Es increíble pensar que por tantos años la gente celebró las Navidades ÚNICA y EXCLUSIVAMENTE como una fiesta religiosa. Sin embargo, recientemente hemos adoptado costumbres que no están relacionadas con la iglesia y la tradición cristiana en lo absoluto. Durante la Edad Media, en Inglaterra, los cristianos celebraban las Navidades y era la época que definitivamente traía más alegría y comunión en todo el año.
La celebración navideña que llevamos a cabo en Estados Unidos y en la mayoría de las ciudades grandes de Latinoamérica son una combinación de varias costumbres y tradiciones que provienen de diferentes culturas europeas y en algunos países, tales como República Dominicana, Cuba y Puerto Rico, hasta se notan influencias africanas.
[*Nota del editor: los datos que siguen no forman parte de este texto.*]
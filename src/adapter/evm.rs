use alloy::primitives::U256;
use tracing::warn;

use crate::chain::ChainConfig;
use crate::error::Result;
use crate::model::{
    format_units, parse_raw_amount, BalancesResponse, NativeBalance, NftBalance, NftCollection,
    NftMetadata, TokenBalance, TokenMetadata, DEFAULT_EVM_DECIMALS, UNKNOWN_SYMBOL,
    UNKNOWN_TOKEN_NAME,
};
use crate::strategy::EvmRawBalances;

/// Normalize an EVM-family payload. Works the same for both EVM sources:
/// amounts may be decimal or 0x-hex, metadata may be missing entirely.
pub fn normalize_balances(raw: EvmRawBalances, config: &ChainConfig) -> Result<BalancesResponse> {
    let native = raw.native.as_deref().map(amount_or_zero).unwrap_or(U256::ZERO);

    let tokens = raw
        .tokens
        .into_iter()
        .map(|token| {
            let decimals = token.decimals.unwrap_or(DEFAULT_EVM_DECIMALS);
            let amount = amount_or_zero(&token.amount);
            TokenBalance {
                mint: token.contract,
                balance: format_units(amount, decimals),
                token_metadata: Some(TokenMetadata {
                    symbol: token.symbol.unwrap_or_else(|| UNKNOWN_SYMBOL.to_string()),
                    decimals,
                    name: token.name.unwrap_or_else(|| UNKNOWN_TOKEN_NAME.to_string()),
                }),
            }
        })
        .collect();

    let nfts = raw
        .nfts
        .into_iter()
        .map(|nft| {
            let token_id = match parse_raw_amount(&nft.token_id) {
                Ok(id) => id.to_string(),
                Err(_) => nft.token_id.clone(),
            };
            let name = nft
                .collection
                .as_deref()
                .map(|collection| format!("{} #{}", collection, token_id))
                .unwrap_or_default();
            NftBalance {
                mint: nft.contract,
                token_id,
                token_metadata: Some(NftMetadata {
                    collection: nft.collection.map(|name| NftCollection { name }),
                    name,
                    image: nft.image.unwrap_or_default(),
                }),
            }
        })
        .collect();

    Ok(BalancesResponse {
        native_balance: NativeBalance {
            balance: format_units(native, config.decimals),
        },
        tokens,
        nfts,
    })
}

fn amount_or_zero(raw: &str) -> U256 {
    parse_raw_amount(raw).unwrap_or_else(|err| {
        warn!(error = %err, "unparseable amount, substituting zero");
        U256::ZERO
    })
}
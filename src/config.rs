use std::collections::HashMap;

use crate::chain::{ChainId, NetworkTier};

/// Key/value lookup supplying endpoints and API keys. The core performs no
/// file parsing itself; callers wire in whatever source they load from.
pub trait ConfigSource: Send + Sync {
    fn get(&self, key: &str) -> Option<String>;
}

/// Source backed by process environment variables.
#[derive(Debug, Clone, Copy, Default)]
pub struct EnvSource;

impl ConfigSource for EnvSource {
    fn get(&self, key: &str) -> Option<String> {
        std::env::var(key).ok()
    }
}

/// In-memory source, used in tests and for embedding fixed settings.
#[derive(Debug, Clone, Default)]
pub struct MemorySource {
    values: HashMap<String, String>,
}

impl MemorySource {
    pub fn new() -> Self {
        Self::default()
    }

    pub fn with(mut self, key: &str, value: &str) -> Self {
        self.values.insert(key.to_string(), value.to_string());
        self
    }
}

impl ConfigSource for MemorySource {
    fn get(&self, key: &str) -> Option<String> {
        self.values.get(key).cloned()
    }
}

fn non_empty(value: Option<String>) -> Option<String> {
    value.filter(|v| !v.trim().is_empty())
}

/// Resolve the RPC endpoint for one tier: tier-specific key, then the
/// chain-generic key, then the built-in public endpoint.
pub fn resolve_endpoint(
    source: &dyn ConfigSource,
    chain: ChainId,
    tier: NetworkTier,
) -> Option<String> {
    let prefix = chain.env_prefix();
    non_empty(source.get(&format!("{}_{}_RPC_URL", prefix, tier.key_fragment())))
        .or_else(|| non_empty(source.get(&format!("{}_RPC_URL", prefix))))
        .or_else(|| Some(chain.default_endpoint(tier).to_string()))
}

/// Resolve the API key for one tier: tier-specific key, then the
/// chain-generic key. API keys have no built-in default.
pub fn resolve_api_key(
    source: &dyn ConfigSource,
    chain: ChainId,
    tier: NetworkTier,
) -> Option<String> {
    let prefix = chain.env_prefix();
    non_empty(source.get(&format!("{}_{}_API_KEY", prefix, tier.key_fragment())))
        .or_else(|| non_empty(source.get(&format!("{}_API_KEY", prefix))))
}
En nuestro caso, como cristianos que somos, sería bueno y provechoso eliminar al menos las más nocivas de estas tradiciones y costumbres de nuestra celebración. Cualquier cosa que no dé la gloria a Cristo debe ser eliminada.
Dicho esto, es bueno dejar claro que no debemos caer en extremos. En los países latinoamericanos existe gente que son como los fariseos de los tiempos de Jesús, que creen que la santidad es externa, mientras en su corazón está lleno de orgullo. “¡Yo soy santo!”, es lo que dicen. No estando conscientes que la santidad solamente se obtiene mediante la limpieza del corazón, no gracias a las apariencias.